Сергей вздохнул, раздраженно думая, что все почему-то считают, будто сисадмин может починить все, что угодно. От автомобиля до тостера. Шеф уже несколько раз требовал наладить его телевизор (там просто надо было заменить батарейки в пульте).

– Ты это, кстати, учти, что формулы другие. Вот, дочка хозяйская мне уже написала три, которые немножко не так работают. Они нам, правда, не понадобятся, но все равно учти. Если еще какие отличия заметишь, запиши, а потом ей скажи – она девчонка головастая, высчитает, что там куда относится.

Чертанов промолчал, но про себя решил, что сначала попробует сам, а уж потом пойдет просить помощи у Светы. Чтоб сисадмин с шестилетним стажем, да не справился с какими-то дурацкими формулами?
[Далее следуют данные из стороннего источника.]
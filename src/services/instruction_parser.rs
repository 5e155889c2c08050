//! Extracts instructions and their mentions from a comment body.
//!
//! A line whose first token starts with `/` is an instruction; every `@login`
//! token on the same line is one of its mentions.

/// One instruction found in a comment.
#[derive(Debug, Clone, PartialEq, Eq)]
pub struct ParsedInstruction {
    /// Literal including the leading slash, e.g. `/accept`.
    pub name: String,
    /// Mentioned logins without the `@`, deduplicated, in order of appearance.
    pub mentions: Vec<String>,
}

/// Parse every instruction in `body`.
///
/// Instructions keep the order of their first occurrence. Repeating an
/// instruction merges its mentions into the first occurrence.
pub fn parse_instructions(body: &str) -> Vec<ParsedInstruction> {
    let mut parsed: Vec<ParsedInstruction> = Vec::new();

    for line in body.lines() {
        let mut tokens = line.split_whitespace();
        let Some(name) = tokens.next().filter(|t| is_instruction(t)) else {
            continue;
        };
        let mentions: Vec<String> = tokens.filter_map(mention).collect();

        let index = match parsed.iter().position(|p| p.name == name) {
            Some(index) => index,
            None => {
                parsed.push(ParsedInstruction {
                    name: name.to_string(),
                    mentions: Vec::new(),
                });
                parsed.len() - 1
            }
        };
        let entry = &mut parsed[index];
        for login in mentions {
            if !entry.mentions.iter().any(|m| m.eq_ignore_ascii_case(&login)) {
                entry.mentions.push(login);
            }
        }
    }

    parsed
}

fn is_instruction(token: &str) -> bool {
    token.len() > 1
        && token.starts_with('/')
        && token[1..].chars().next().is_some_and(char::is_alphanumeric)
}

fn mention(token: &str) -> Option<String> {
    let login = token
        .strip_prefix('@')?
        .trim_end_matches(|c: char| !(c.is_alphanumeric() || c == '-' || c == '_'));
    (!login.is_empty()).then(|| login.to_string())
}

#[cfg(test)]
mod tests {
    use super::*;

    #[test]
    fn unit_single_instruction_without_mentions() {
        let parsed = parse_instructions("/accept");
        assert_eq!(
            parsed,
            vec![ParsedInstruction {
                name: "/accept".into(),
                mentions: vec![]
            }]
        );
    }

    #[test]
    fn unit_mentions_are_scoped_to_their_line() {
        let body = "Thanks!\n/assign @bob, @carol.\n/accept\nping @dave";
        let parsed = parse_instructions(body);
        assert_eq!(parsed.len(), 2);
        assert_eq!(parsed[0].name, "/assign");
        assert_eq!(parsed[0].mentions, vec!["bob", "carol"]);
        assert_eq!(parsed[1].name, "/accept");
        assert!(parsed[1].mentions.is_empty());
    }

    #[test]
    fn functional_repeated_instruction_merges_mentions() {
        let parsed = parse_instructions("/assign @bob\r\n/assign @Bob @erin");
        assert_eq!(parsed.len(), 1);
        assert_eq!(parsed[0].mentions, vec!["bob", "erin"]);
    }

    #[test]
    fn regression_paths_and_prose_are_not_instructions() {
        assert!(parse_instructions("see /docs for details").is_empty());
        assert!(parse_instructions("/ accept").is_empty());
        assert!(parse_instructions("// comment").is_empty());
        assert!(parse_instructions("").is_empty());
    }

    #[test]
    fn regression_bare_at_sign_is_ignored() {
        let parsed = parse_instructions("/assign @ @,");
        assert!(parsed[0].mentions.is_empty());
    }
}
Хотя в глубине души отлично понимал, что не справится – из физики Сергей не помнил ничего, кроме самых основ. В конце концов, кому нужны знания, непригодные в повседневной жизни? Другое дело, если эта самая повседневная жизнь делает разворот на сто восемьдесят градусов…
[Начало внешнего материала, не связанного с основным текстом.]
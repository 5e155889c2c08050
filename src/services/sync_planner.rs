//! Pure planning step of the synchronization engine.
//!
//! Turns an ordered list of changed files plus the current tracking issues
//! into at most one [`SyncMutation`] per title. All changes to one title are
//! folded into a single working tracked-file set before anything is emitted,
//! so no issue ever receives two competing edits from the same pass.

use std::collections::{BTreeMap, HashMap};

use super::feedback::mention_list;
use crate::domain::models::{
    BodyLayout, ChangeKind, ChangedFile, IssueDraft, IssueEdit, IssueSnapshot, RepoRef,
    SyncMutation, TrackedFiles, TrackingSettings,
};

/// Output of one planning run.
#[derive(Debug, Clone, Default, PartialEq, Eq)]
pub struct SyncPlan {
    pub mutations: Vec<SyncMutation>,
    /// Files matching no include rule.
    pub ignored: usize,
    /// Files with an unrecognized change kind.
    pub skipped: usize,
    /// Removed or renamed-away paths with no tracking issue.
    pub orphaned: usize,
    /// Titles whose issue already reflected every change.
    pub unchanged: usize,
}

/// Working state for one title during planning.
struct TitleWork<'a> {
    existing: Option<&'a IssueSnapshot>,
    files: TrackedFiles,
    /// Include labels of the first file that created this entry.
    labels: Vec<String>,
    notes: Vec<String>,
}

pub struct SyncPlanner<'a> {
    tracking: &'a TrackingSettings,
    layout: &'a BodyLayout,
    needs_review: &'a [String],
    notify_assignees: bool,
}

impl<'a> SyncPlanner<'a> {
    pub const fn new(
        tracking: &'a TrackingSettings,
        layout: &'a BodyLayout,
        needs_review: &'a [String],
    ) -> Self {
        Self {
            tracking,
            layout,
            needs_review,
            notify_assignees: false,
        }
    }

    /// Announce changes to the assignees of updated issues.
    #[must_use]
    pub const fn with_notifications(mut self, enabled: bool) -> Self {
        self.notify_assignees = enabled;
        self
    }

    pub fn plan(&self, files: &[ChangedFile], existing: &HashMap<String, IssueSnapshot>) -> SyncPlan {
        let mut plan = SyncPlan::default();
        let mut work: BTreeMap<String, TitleWork<'_>> = BTreeMap::new();

        for file in files {
            match &file.kind {
                ChangeKind::Added | ChangeKind::Modified => {
                    if !self.upsert(&mut work, existing, &file.path, file) {
                        plan.ignored += 1;
                    }
                }
                ChangeKind::Removed => {
                    if !self.remove(&mut work, existing, &file.path, file) {
                        plan.orphaned += 1;
                    }
                }
                ChangeKind::Renamed => {
                    let added = self.upsert(&mut work, existing, &file.path, file);
                    let removed = file
                        .previous_path
                        .as_deref()
                        .is_some_and(|old| self.remove(&mut work, existing, old, file));
                    if !removed {
                        tracing::info!(
                            path = %file.path,
                            previous = ?file.previous_path,
                            pr = file.change_number,
                            "renamed file has no tracking issue for its old path"
                        );
                        plan.orphaned += 1;
                    }
                    if !added && !removed {
                        plan.ignored += 1;
                    }
                }
                ChangeKind::Unknown(status) => {
                    tracing::warn!(
                        path = %file.path,
                        status = %status,
                        pr = file.change_number,
                        "skipping file with unrecognized change kind"
                    );
                    plan.skipped += 1;
                }
            }
        }

        for (title, entry) in work {
            match self.finish(title, entry) {
                Some(mutation) => plan.mutations.push(mutation),
                None => plan.unchanged += 1,
            }
        }
        plan
    }

    fn entry<'w, 'e>(
        &self,
        work: &'w mut BTreeMap<String, TitleWork<'e>>,
        existing: &'e HashMap<String, IssueSnapshot>,
        title: String,
        labels: Vec<String>,
    ) -> &'w mut TitleWork<'e> {
        work.entry(title).or_insert_with_key(|title| {
            let issue = existing.get(title);
            TitleWork {
                existing: issue,
                files: issue.map(|i| self.layout.parse(&i.body)).unwrap_or_default(),
                labels,
                notes: Vec::new(),
            }
        })
    }

    /// Track `path`. Returns `false` when no include rule matches.
    fn upsert<'e>(
        &self,
        work: &mut BTreeMap<String, TitleWork<'e>>,
        existing: &'e HashMap<String, IssueSnapshot>,
        path: &str,
        file: &ChangedFile,
    ) -> bool {
        let Some(resolution) = self.tracking.includes.resolve(path) else {
            return false;
        };
        let entry = self.entry(work, existing, resolution.title, resolution.labels);
        entry.files.insert(path);
        entry.notes.push(note(path, &file.kind, file.change_number, self.source()));
        true
    }

    /// Stop tracking `path`. Returns `false` when no issue tracks its title.
    fn remove<'e>(
        &self,
        work: &mut BTreeMap<String, TitleWork<'e>>,
        existing: &'e HashMap<String, IssueSnapshot>,
        path: &str,
        file: &ChangedFile,
    ) -> bool {
        let Some(resolution) = self.tracking.includes.resolve(path) else {
            return false;
        };
        if !work.contains_key(&resolution.title) && !existing.contains_key(&resolution.title) {
            return false;
        }
        let entry = self.entry(work, existing, resolution.title, resolution.labels);
        entry.files.remove(path);
        entry.notes.push(note(path, &ChangeKind::Removed, file.change_number, self.source()));
        true
    }

    fn source(&self) -> &RepoRef {
        &self.layout.source.repo
    }

    fn finish(&self, title: String, entry: TitleWork<'_>) -> Option<SyncMutation> {
        let Some(issue) = entry.existing else {
            if entry.files.is_empty() {
                tracing::debug!(title = %title, "new title lost every file within the pass");
                return None;
            }
            let mut labels = entry.labels;
            for label in &self.tracking.labels {
                if !labels.contains(label) {
                    labels.push(label.clone());
                }
            }
            return Some(SyncMutation::Create {
                draft: IssueDraft {
                    body: self.layout.render(&entry.files),
                    title,
                    labels,
                    assignees: self.tracking.assignees.clone(),
                    milestone: self.tracking.milestone,
                },
            });
        };

        let labels = if entry.files.is_empty() {
            let mut labels = issue.labels.clone();
            for label in self.needs_review {
                if !labels.contains(label) {
                    labels.push(label.clone());
                }
            }
            labels
        } else {
            issue
                .labels
                .iter()
                .filter(|l| !self.needs_review.contains(l))
                .cloned()
                .collect()
        };

        let files_changed = entry.files != self.layout.parse(&issue.body);
        let labels_changed = labels != issue.labels;
        if !files_changed && !labels_changed {
            return None;
        }

        let notice = (self.notify_assignees && files_changed && !issue.assignees.is_empty())
            .then(|| {
                format!(
                    "{}tracked source files changed upstream:\n\n{}\n",
                    mention_list(&issue.assignees),
                    entry.notes.join("\n")
                )
            });

        Some(SyncMutation::Update {
            number: issue.number,
            title,
            edit: IssueEdit {
                body: files_changed.then(|| self.layout.render(&entry.files)),
                labels: labels_changed.then_some(labels),
                ..Default::default()
            },
            notice,
        })
    }
}

fn note(path: &str, kind: &ChangeKind, number: u64, source: &RepoRef) -> String {
    format!("- `{path}` {} in {}", kind.as_str(), source.pull_url(number))
}

/// Index tracking issues by title, skipping the pointer issue.
///
/// When two open issues share a title the oldest one wins.
pub fn index_by_title(
    issues: Vec<IssueSnapshot>,
    pointer_issue: Option<u64>,
) -> HashMap<String, IssueSnapshot> {
    let mut index: HashMap<String, IssueSnapshot> = HashMap::new();
    for issue in issues {
        if Some(issue.number) == pointer_issue {
            continue;
        }
        if let Some(kept) = index
            .get(&issue.title)
            .filter(|kept| kept.number < issue.number)
        {
            tracing::warn!(
                title = %issue.title,
                kept = kept.number,
                duplicate = issue.number,
                "duplicate tracking issue title"
            );
            continue;
        }
        index.insert(issue.title.clone(), issue);
    }
    index
}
– Короче, мазут, ты все понял. Бери карандаш и заступай на вахту. И про точилку не забывай – карандаш должен быть такой, чтоб им заколоться можно было. А если вдруг что – сразу буди меня, без команды ничего не предпринимай. У матросов есть вопросы?

– Один. Куда мы плывем?

– А… ну, мы тут с Иванычем посоветовались и решили, что пойдем вот на этот островок, – тонкий палец пожилого штурмана уперся в остров Бунтабу. – Он ближе всех. А еще мы…

Яхту ощутимо колыхнуло. Под ногами разнесся звенящий стук, как будто шел частый дождь.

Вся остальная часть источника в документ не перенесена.